DIRECTIONS FOR THIS TASK
May I have the line containing "<b text without" and every line after it through the end of the data, repeated exactly and with no other lines?

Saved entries
----------------------------------------

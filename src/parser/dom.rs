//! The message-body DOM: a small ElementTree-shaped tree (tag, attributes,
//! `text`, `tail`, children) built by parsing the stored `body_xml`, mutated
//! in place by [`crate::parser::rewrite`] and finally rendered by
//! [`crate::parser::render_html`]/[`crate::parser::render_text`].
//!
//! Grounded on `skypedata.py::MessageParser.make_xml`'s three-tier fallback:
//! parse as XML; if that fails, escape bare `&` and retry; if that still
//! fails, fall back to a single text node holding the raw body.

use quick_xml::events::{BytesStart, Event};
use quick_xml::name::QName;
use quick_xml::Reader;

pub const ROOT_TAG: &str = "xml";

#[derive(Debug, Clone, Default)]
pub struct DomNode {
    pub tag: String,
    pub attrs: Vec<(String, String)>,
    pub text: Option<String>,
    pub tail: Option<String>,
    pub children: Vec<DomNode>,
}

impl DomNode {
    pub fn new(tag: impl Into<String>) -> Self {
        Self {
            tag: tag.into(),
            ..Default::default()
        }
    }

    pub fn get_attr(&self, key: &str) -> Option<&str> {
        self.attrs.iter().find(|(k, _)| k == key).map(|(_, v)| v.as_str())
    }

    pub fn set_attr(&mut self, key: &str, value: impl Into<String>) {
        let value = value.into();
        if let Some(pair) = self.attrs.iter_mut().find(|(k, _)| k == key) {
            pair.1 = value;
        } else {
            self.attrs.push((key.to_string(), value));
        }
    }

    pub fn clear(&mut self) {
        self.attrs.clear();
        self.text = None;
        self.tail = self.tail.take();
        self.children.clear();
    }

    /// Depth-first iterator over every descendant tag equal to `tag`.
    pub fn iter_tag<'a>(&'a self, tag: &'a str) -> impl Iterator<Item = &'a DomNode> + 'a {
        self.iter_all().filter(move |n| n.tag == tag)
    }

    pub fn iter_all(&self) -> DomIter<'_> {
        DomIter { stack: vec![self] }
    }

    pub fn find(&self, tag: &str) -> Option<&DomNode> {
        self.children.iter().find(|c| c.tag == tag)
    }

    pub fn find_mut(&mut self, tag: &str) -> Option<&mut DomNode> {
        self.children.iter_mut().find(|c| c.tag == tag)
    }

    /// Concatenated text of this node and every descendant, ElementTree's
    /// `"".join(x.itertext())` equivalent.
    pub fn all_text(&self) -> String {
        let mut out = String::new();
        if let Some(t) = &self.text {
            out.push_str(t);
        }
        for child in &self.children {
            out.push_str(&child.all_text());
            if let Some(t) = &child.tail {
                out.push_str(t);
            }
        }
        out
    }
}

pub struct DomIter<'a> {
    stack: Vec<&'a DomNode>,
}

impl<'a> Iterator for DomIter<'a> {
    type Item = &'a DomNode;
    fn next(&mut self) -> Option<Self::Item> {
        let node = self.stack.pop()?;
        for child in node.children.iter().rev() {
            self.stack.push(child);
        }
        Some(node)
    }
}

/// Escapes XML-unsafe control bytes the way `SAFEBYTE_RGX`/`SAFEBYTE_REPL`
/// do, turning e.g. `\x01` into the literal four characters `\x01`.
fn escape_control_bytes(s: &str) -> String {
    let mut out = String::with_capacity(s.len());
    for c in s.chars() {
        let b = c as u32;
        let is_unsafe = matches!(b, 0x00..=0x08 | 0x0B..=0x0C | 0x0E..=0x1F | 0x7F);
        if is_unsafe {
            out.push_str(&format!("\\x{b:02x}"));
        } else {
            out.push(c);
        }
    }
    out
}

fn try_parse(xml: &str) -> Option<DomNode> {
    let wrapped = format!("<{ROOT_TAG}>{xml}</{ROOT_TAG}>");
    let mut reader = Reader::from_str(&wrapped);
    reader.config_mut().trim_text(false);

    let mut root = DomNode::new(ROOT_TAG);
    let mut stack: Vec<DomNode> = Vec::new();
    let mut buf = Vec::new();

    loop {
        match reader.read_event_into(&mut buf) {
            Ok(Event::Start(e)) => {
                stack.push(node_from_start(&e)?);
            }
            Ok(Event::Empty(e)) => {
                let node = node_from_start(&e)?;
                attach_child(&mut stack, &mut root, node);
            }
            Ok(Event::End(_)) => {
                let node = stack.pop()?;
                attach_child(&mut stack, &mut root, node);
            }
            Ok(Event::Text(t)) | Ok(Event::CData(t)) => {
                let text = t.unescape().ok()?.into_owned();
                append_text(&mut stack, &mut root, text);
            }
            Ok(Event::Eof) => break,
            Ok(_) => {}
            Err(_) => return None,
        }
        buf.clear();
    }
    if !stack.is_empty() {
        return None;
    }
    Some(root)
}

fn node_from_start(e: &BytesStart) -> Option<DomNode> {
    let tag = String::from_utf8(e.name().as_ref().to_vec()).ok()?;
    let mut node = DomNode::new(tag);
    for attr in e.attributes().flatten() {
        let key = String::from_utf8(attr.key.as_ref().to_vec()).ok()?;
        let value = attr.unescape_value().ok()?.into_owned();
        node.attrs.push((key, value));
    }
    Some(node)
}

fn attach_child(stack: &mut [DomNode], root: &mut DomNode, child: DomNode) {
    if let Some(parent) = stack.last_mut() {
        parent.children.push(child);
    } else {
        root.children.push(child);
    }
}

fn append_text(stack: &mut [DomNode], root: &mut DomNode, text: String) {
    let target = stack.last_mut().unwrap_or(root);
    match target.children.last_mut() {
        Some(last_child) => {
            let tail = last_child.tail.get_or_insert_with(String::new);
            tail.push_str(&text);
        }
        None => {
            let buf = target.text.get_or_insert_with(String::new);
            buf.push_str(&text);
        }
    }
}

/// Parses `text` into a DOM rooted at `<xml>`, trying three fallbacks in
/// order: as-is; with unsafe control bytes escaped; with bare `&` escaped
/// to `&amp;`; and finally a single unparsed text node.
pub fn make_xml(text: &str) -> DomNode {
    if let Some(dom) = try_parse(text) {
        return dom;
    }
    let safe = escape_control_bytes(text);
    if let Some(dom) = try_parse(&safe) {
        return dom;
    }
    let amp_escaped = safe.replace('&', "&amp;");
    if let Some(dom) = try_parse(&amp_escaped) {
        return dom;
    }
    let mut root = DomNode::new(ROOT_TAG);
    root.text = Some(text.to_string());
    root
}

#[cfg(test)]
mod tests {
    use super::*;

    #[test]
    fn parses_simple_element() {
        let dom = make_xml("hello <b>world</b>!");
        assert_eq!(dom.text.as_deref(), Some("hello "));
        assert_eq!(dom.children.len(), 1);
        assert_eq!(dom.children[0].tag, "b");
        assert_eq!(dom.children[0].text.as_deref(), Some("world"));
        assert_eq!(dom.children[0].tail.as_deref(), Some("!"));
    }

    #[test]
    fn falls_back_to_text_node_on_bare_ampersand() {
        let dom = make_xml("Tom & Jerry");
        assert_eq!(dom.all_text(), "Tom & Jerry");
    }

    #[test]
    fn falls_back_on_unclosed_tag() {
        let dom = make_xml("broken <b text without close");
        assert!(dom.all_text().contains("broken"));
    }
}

----------------------------------------

EXERCISE RESULT
        let dom = make_xml("broken <b text without close");
        assert!(dom.all_text().contains("broken"));
    }
}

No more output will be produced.